### Work instructions
Render every entry exactly as it appears.
───── Study material
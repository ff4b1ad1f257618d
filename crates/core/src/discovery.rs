//! Two-phase discovery of mapping definitions.
//!
//! The composing application registers statically declared definitions
//! first (inline or from declarative YAML files), appends dynamically
//! contributed ones, then runs alteration passes over the merged set.
//! [`MapperDiscovery::build`] freezes the result into immutable
//! [`MappingDefinition`] values for the registry.

use std::sync::Arc;

use anyhow::{Context, Result};
use tracing::{debug, warn};

use crate::definition::{MappingDefinition, RawMappingDefinition};

/// Ordered collection of raw mapping definitions under discovery.
///
/// Registration order is preserved: static definitions come first,
/// contributed ones are appended, and re-registering an existing id
/// replaces the entry in place.
#[derive(Debug, Default)]
pub struct MapperDiscovery {
    entries: Vec<(String, RawMappingDefinition)>,
}

impl MapperDiscovery {
    /// Create an empty discovery set.
    pub fn new() -> Self {
        Self::default()
    }

    /// Register a statically declared definition.
    pub fn register_static(
        &mut self,
        id: impl Into<String>,
        raw: RawMappingDefinition,
    ) -> &mut Self {
        self.upsert(id.into(), raw);
        self
    }

    /// Parse and register definitions from a declarative YAML document.
    ///
    /// The document is a map from definition id to definition fields, the
    /// same shape [`RawMappingDefinition`] serializes to. Document order is
    /// preserved. `source` only labels error messages.
    pub fn register_yaml(&mut self, source: &str, yaml: &str) -> Result<usize> {
        let doc: serde_yml::Value = serde_yml::from_str(yaml)
            .with_context(|| format!("invalid mapping definition document '{source}'"))?;
        let mapping = doc
            .as_mapping()
            .with_context(|| format!("mapping definition document '{source}' is not a map"))?;

        let mut count = 0;
        for (key, value) in mapping {
            let id = key
                .as_str()
                .with_context(|| format!("non-string definition id in '{source}'"))?;
            let raw: RawMappingDefinition = serde_yml::from_value(value.clone())
                .with_context(|| format!("invalid mapping definition '{id}' in '{source}'"))?;
            self.upsert(id.to_string(), raw);
            count += 1;
        }

        debug!(source, count, "registered mapping definitions from document");
        Ok(count)
    }

    /// Append a dynamically contributed definition.
    ///
    /// Contributions run after static registration and before alterations.
    pub fn contribute(&mut self, id: impl Into<String>, raw: RawMappingDefinition) -> &mut Self {
        let id = id.into();
        debug!(id = %id, "mapping definition contributed");
        self.upsert(id, raw);
        self
    }

    /// Run an alteration pass over the merged set.
    ///
    /// The pass may mutate entries via [`get_mut`], delete them via
    /// [`remove`], or register additional ones. Alterations are applied in
    /// the order the passes are run.
    ///
    /// [`get_mut`]: MapperDiscovery::get_mut
    /// [`remove`]: MapperDiscovery::remove
    pub fn alter<F>(&mut self, alter_fn: F) -> &mut Self
    where
        F: FnOnce(&mut MapperDiscovery),
    {
        alter_fn(self);
        self
    }

    /// Mutable access to a registered raw definition.
    pub fn get_mut(&mut self, id: &str) -> Option<&mut RawMappingDefinition> {
        self.entries
            .iter_mut()
            .find(|(entry_id, _)| entry_id == id)
            .map(|(_, raw)| raw)
    }

    /// Read access to a registered raw definition.
    pub fn get(&self, id: &str) -> Option<&RawMappingDefinition> {
        self.entries
            .iter()
            .find(|(entry_id, _)| entry_id == id)
            .map(|(_, raw)| raw)
    }

    /// Remove a registered definition, returning it if present.
    pub fn remove(&mut self, id: &str) -> Option<RawMappingDefinition> {
        let index = self.entries.iter().position(|(entry_id, _)| entry_id == id)?;
        Some(self.entries.remove(index).1)
    }

    /// Registered definition ids, in registration order.
    pub fn ids(&self) -> impl Iterator<Item = &str> {
        self.entries.iter().map(|(id, _)| id.as_str())
    }

    /// Number of registered definitions.
    pub fn len(&self) -> usize {
        self.entries.len()
    }

    /// Whether no definitions are registered.
    pub fn is_empty(&self) -> bool {
        self.entries.is_empty()
    }

    /// Validate and freeze every registered definition, in order.
    pub fn build(&self) -> Result<Vec<Arc<MappingDefinition>>> {
        let definitions = self
            .entries
            .iter()
            .map(|(id, raw)| MappingDefinition::from_raw(id.clone(), raw.clone()).map(Arc::new))
            .collect::<Result<Vec<_>>>()?;

        debug!(count = definitions.len(), "mapping definitions frozen");
        Ok(definitions)
    }

    fn upsert(&mut self, id: String, raw: RawMappingDefinition) {
        if let Some(existing) = self.get_mut(&id) {
            warn!(id = %id, "mapping definition re-registered; replacing previous entry");
            *existing = raw;
        } else {
            self.entries.push((id, raw));
        }
    }
}

#[cfg(test)]
#[allow(clippy::unwrap_used, clippy::expect_used)]
mod tests {
    use super::*;

    fn named(name: &str) -> RawMappingDefinition {
        RawMappingDefinition {
            title: name.to_string(),
            names: vec![format!("system.{name}")],
            ..RawMappingDefinition::default()
        }
    }

    #[test]
    fn merge_order_static_then_contributed() {
        let mut discovery = MapperDiscovery::new();
        discovery.register_static("site", named("site"));
        discovery.register_static("maintenance", named("maintenance"));
        discovery.contribute("extra", named("extra"));

        let ids: Vec<_> = discovery.ids().collect();
        assert_eq!(ids, ["site", "maintenance", "extra"]);
    }

    #[test]
    fn re_registration_replaces_in_place() {
        let mut discovery = MapperDiscovery::new();
        discovery.register_static("site", named("site"));
        discovery.register_static("maintenance", named("maintenance"));
        discovery.contribute("site", named("site2"));

        let ids: Vec<_> = discovery.ids().collect();
        assert_eq!(ids, ["site", "maintenance"], "position kept");
        assert_eq!(discovery.get("site").unwrap().title, "site2");
    }

    #[test]
    fn alteration_can_mutate_and_delete() {
        let mut discovery = MapperDiscovery::new();
        discovery.register_static("site", named("site"));
        discovery.register_static("maintenance", named("maintenance"));

        discovery.alter(|info| {
            if let Some(site) = info.get_mut("site") {
                site.names.push("example.site.setting".to_string());
            }
            info.remove("maintenance");
        });

        assert_eq!(discovery.len(), 1);
        assert_eq!(
            discovery.get("site").unwrap().names,
            ["system.site".to_string(), "example.site.setting".to_string()]
        );
    }

    #[test]
    fn register_yaml_preserves_document_order() {
        let yaml = r#"
site_information:
  title: 'Site information'
  base_route_name: system.site_information_settings
  base_path: '/admin/config/system/site-information'
  names:
    - system.site
  weight: -20
account_settings:
  title: 'Account settings'
  base_route_name: user.account_settings
  base_path: '/admin/config/people/accounts'
  names:
    - user.settings
    - user.mail
"#;
        let mut discovery = MapperDiscovery::new();
        let count = discovery.register_yaml("system.mapping.yml", yaml).unwrap();

        assert_eq!(count, 2);
        let ids: Vec<_> = discovery.ids().collect();
        assert_eq!(ids, ["site_information", "account_settings"]);
        assert_eq!(
            discovery.get("account_settings").unwrap().names,
            ["user.settings".to_string(), "user.mail".to_string()]
        );
    }

    #[test]
    fn register_yaml_rejects_non_map_documents() {
        let mut discovery = MapperDiscovery::new();
        assert!(discovery.register_yaml("bad.yml", "- just\n- a\n- list\n").is_err());
        assert!(discovery.is_empty());
    }

    #[test]
    fn build_freezes_in_order() {
        let mut discovery = MapperDiscovery::new();
        discovery.register_static("site", named("site"));
        discovery.contribute("extra", named("extra"));

        let definitions = discovery.build().unwrap();
        assert_eq!(definitions.len(), 2);
        assert_eq!(definitions[0].id(), "site");
        assert_eq!(definitions[1].id(), "extra");
    }

    #[test]
    fn build_surfaces_validation_errors() {
        let mut discovery = MapperDiscovery::new();
        discovery.register_static("broken", RawMappingDefinition::default());
        assert!(discovery.build().is_err());
    }
}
──────────
### Exercise result
repository ff4b1ad1f257618d
filename crates/core/src/discovery.rs
//! Two-phase discovery of mapping definitions.
//!
//! The composing application registers statically declared definitions
//! first (inline or from declarative YAML files), appends dynamically
//! contributed ones, then runs alteration passes over the merged set.
//! [`MapperDiscovery::build`] freezes the result into immutable
//! [`MappingDefinition`] values for the registry.

use std::sync::Arc;

use anyhow::{Context, Result};
use tracing::{debug, warn};

use crate::definition::{MappingDefinition, RawMappingDefinition};

/// Ordered collection of raw mapping definitions under discovery.
///
/// Registration order is preserved: static definitions come first,
/// contributed ones are appended, and re-registering an existing id
/// replaces the entry in place.
#[derive(Debug, Default)]
pub struct MapperDiscovery {
    entries: Vec<(String, RawMappingDefinition)>,
}

impl MapperDiscovery {
    /// Create an empty discovery set.
    pub fn new() -> Self {
        Self::default()
    }

    /// Register a statically declared definition.
    pub fn register_static(
        &mut self,
        id: impl Into<String>,
        raw: RawMappingDefinition,
    ) -> &mut Self {
        self.upsert(id.into(), raw);
        self
    }

    /// Parse and register definitions from a declarative YAML document.
    ///
    /// The document is a map from definition id to definition fields, the
    /// same shape [`RawMappingDefinition`] serializes to. Document order is
    /// preserved. `source` only labels error messages.
    pub fn register_yaml(&mut self, source: &str, yaml: &str) -> Result<usize> {
        let doc: serde_yml::Value = serde_yml::from_str(yaml)
            .with_context(|| format!("invalid mapping definition document '{source}'"))?;
        let mapping = doc
            .as_mapping()
            .with_context(|| format!("mapping definition document '{source}' is not a map"))?;

        let mut count = 0;
        for (key, value) in mapping {
            let id = key
                .as_str()
                .with_context(|| format!("non-string definition id in '{source}'"))?;
            let raw: RawMappingDefinition = serde_yml::from_value(value.clone())
                .with_context(|| format!("invalid mapping definition '{id}' in '{source}'"))?;
            self.upsert(id.to_string(), raw);
            count += 1;
        }

        debug!(source, count, "registered mapping definitions from document");
        Ok(count)
    }

    /// Append a dynamically contributed definition.
    ///
    /// Contributions run after static registration and before alterations.
    pub fn contribute(&mut self, id: impl Into<String>, raw: RawMappingDefinition) -> &mut Self {
        let id = id.into();
        debug!(id = %id, "mapping definition contributed");
        self.upsert(id, raw);
        self
    }

    /// Run an alteration pass over the merged set.
    ///
    /// The pass may mutate entries via [`get_mut`], delete them via
    /// [`remove`], or register additional ones. Alterations are applied in
    /// the order the passes are run.
    ///
    /// [`get_mut`]: MapperDiscovery::get_mut
    /// [`remove`]: MapperDiscovery::remove
    pub fn alter<F>(&mut self, alter_fn: F) -> &mut Self
    where
        F: FnOnce(&mut MapperDiscovery),
    {
        alter_fn(self);
        self
    }

    /// Mutable access to a registered raw definition.
    pub fn get_mut(&mut self, id: &str) -> Option<&mut RawMappingDefinition> {
        self.entries
            .iter_mut()
            .find(|(entry_id, _)| entry_id == id)
            .map(|(_, raw)| raw)
    }

    /// Read access to a registered raw definition.
    pub fn get(&self, id: &str) -> Option<&RawMappingDefinition> {
        self.entries
            .iter()
            .find(|(entry_id, _)| entry_id == id)
            .map(|(_, raw)| raw)
    }

    /// Remove a registered definition, returning it if present.
    pub fn remove(&mut self, id: &str) -> Option<RawMappingDefinition> {
        let index = self.entries.iter().position(|(entry_id, _)| entry_id == id)?;
        Some(self.entries.remove(index).1)
    }

    /// Registered definition ids, in registration order.
    pub fn ids(&self) -> impl Iterator<Item = &str> {
        self.entries.iter().map(|(id, _)| id.as_str())
    }

    /// Number of registered definitions.
    pub fn len(&self) -> usize {
        self.entries.len()
    }

    /// Whether no definitions are registered.
    pub fn is_empty(&self) -> bool {
        self.entries.is_empty()
    }

    /// Validate and freeze every registered definition, in order.
    pub fn build(&self) -> Result<Vec<Arc<MappingDefinition>>> {
        let definitions = self
            .entries
            .iter()
            .map(|(id, raw)| MappingDefinition::from_raw(id.clone(), raw.clone()).map(Arc::new))
            .collect::<Result<Vec<_>>>()?;

        debug!(count = definitions.len(), "mapping definitions frozen");
        Ok(definitions)
    }

    fn upsert(&mut self, id: String, raw: RawMappingDefinition) {
        if let Some(existing) = self.get_mut(&id) {
            warn!(id = %id, "mapping definition re-registered; replacing previous entry");
            *existing = raw;
        } else {
            self.entries.push((id, raw));
        }
    }
}

#[cfg(test)]
#[allow(clippy::unwrap_used, clippy::expect_used)]
mod tests {
    use super::*;

    fn named(name: &str) -> RawMappingDefinition {
        RawMappingDefinition {
            title: name.to_string(),
            names: vec![format!("system.{name}")],
            ..RawMappingDefinition::default()
        }
    }

    #[test]
    fn merge_order_static_then_contributed() {
        let mut discovery = MapperDiscovery::new();
        discovery.register_static("site", named("site"));
        discovery.register_static("maintenance", named("maintenance"));
        discovery.contribute("extra", named("extra"));

        let ids: Vec<_> = discovery.ids().collect();
        assert_eq!(ids, ["site", "maintenance", "extra"]);
    }

    #[test]
    fn re_registration_replaces_in_place() {
        let mut discovery = MapperDiscovery::new();
        discovery.register_static("site", named("site"));
        discovery.register_static("maintenance", named("maintenance"));
        discovery.contribute("site", named("site2"));

        let ids: Vec<_> = discovery.ids().collect();
        assert_eq!(ids, ["site", "maintenance"], "position kept");
        assert_eq!(discovery.get("site").unwrap().title, "site2");
    }

    #[test]
    fn alteration_can_mutate_and_delete() {
        let mut discovery = MapperDiscovery::new();
        discovery.register_static("site", named("site"));
        discovery.register_static("maintenance", named("maintenance"));

        discovery.alter(|info| {
            if let Some(site) = info.get_mut("site") {
                site.names.push("example.site.setting".to_string());
            }
            info.remove("maintenance");
        });

        assert_eq!(discovery.len(), 1);
        assert_eq!(
            discovery.get("site").unwrap().names,
            ["system.site".to_string(), "example.site.setting".to_string()]
        );
    }

    #[test]
    fn register_yaml_preserves_document_order() {
        let yaml = r#"
site_information:
  title: 'Site information'
  base_route_name: system.site_information_settings
  base_path: '/admin/config/system/site-information'
  names:
    - system.site
  weight: -20
account_settings:
  title: 'Account settings'
  base_route_name: user.account_settings
  base_path: '/admin/config/people/accounts'
  names:
    - user.settings
    - user.mail
"#;
        let mut discovery = MapperDiscovery::new();
        let count = discovery.register_yaml("system.mapping.yml", yaml).unwrap();

        assert_eq!(count, 2);
        let ids: Vec<_> = discovery.ids().collect();
        assert_eq!(ids, ["site_information", "account_settings"]);
        assert_eq!(
            discovery.get("account_settings").unwrap().names,
            ["user.settings".to_string(), "user.mail".to_string()]
        );
    }

    #[test]
    fn register_yaml_rejects_non_map_documents() {
        let mut discovery = MapperDiscovery::new();
        assert!(discovery.register_yaml("bad.yml", "- just\n- a\n- list\n").is_err());
        assert!(discovery.is_empty());
    }

    #[test]
    fn build_freezes_in_order() {
        let mut discovery = MapperDiscovery::new();
        discovery.register_static("site", named("site"));
        discovery.contribute("extra", named("extra"));

        let definitions = discovery.build().unwrap();
        assert_eq!(definitions.len(), 2);
        assert_eq!(definitions[0].id(), "site");
        assert_eq!(definitions[1].id(), "extra");
    }

    #[test]
    fn build_surfaces_validation_errors() {
        let mut discovery = MapperDiscovery::new();
        discovery.register_static("broken", RawMappingDefinition::default());
        assert!(discovery.build().is_err());
    }
}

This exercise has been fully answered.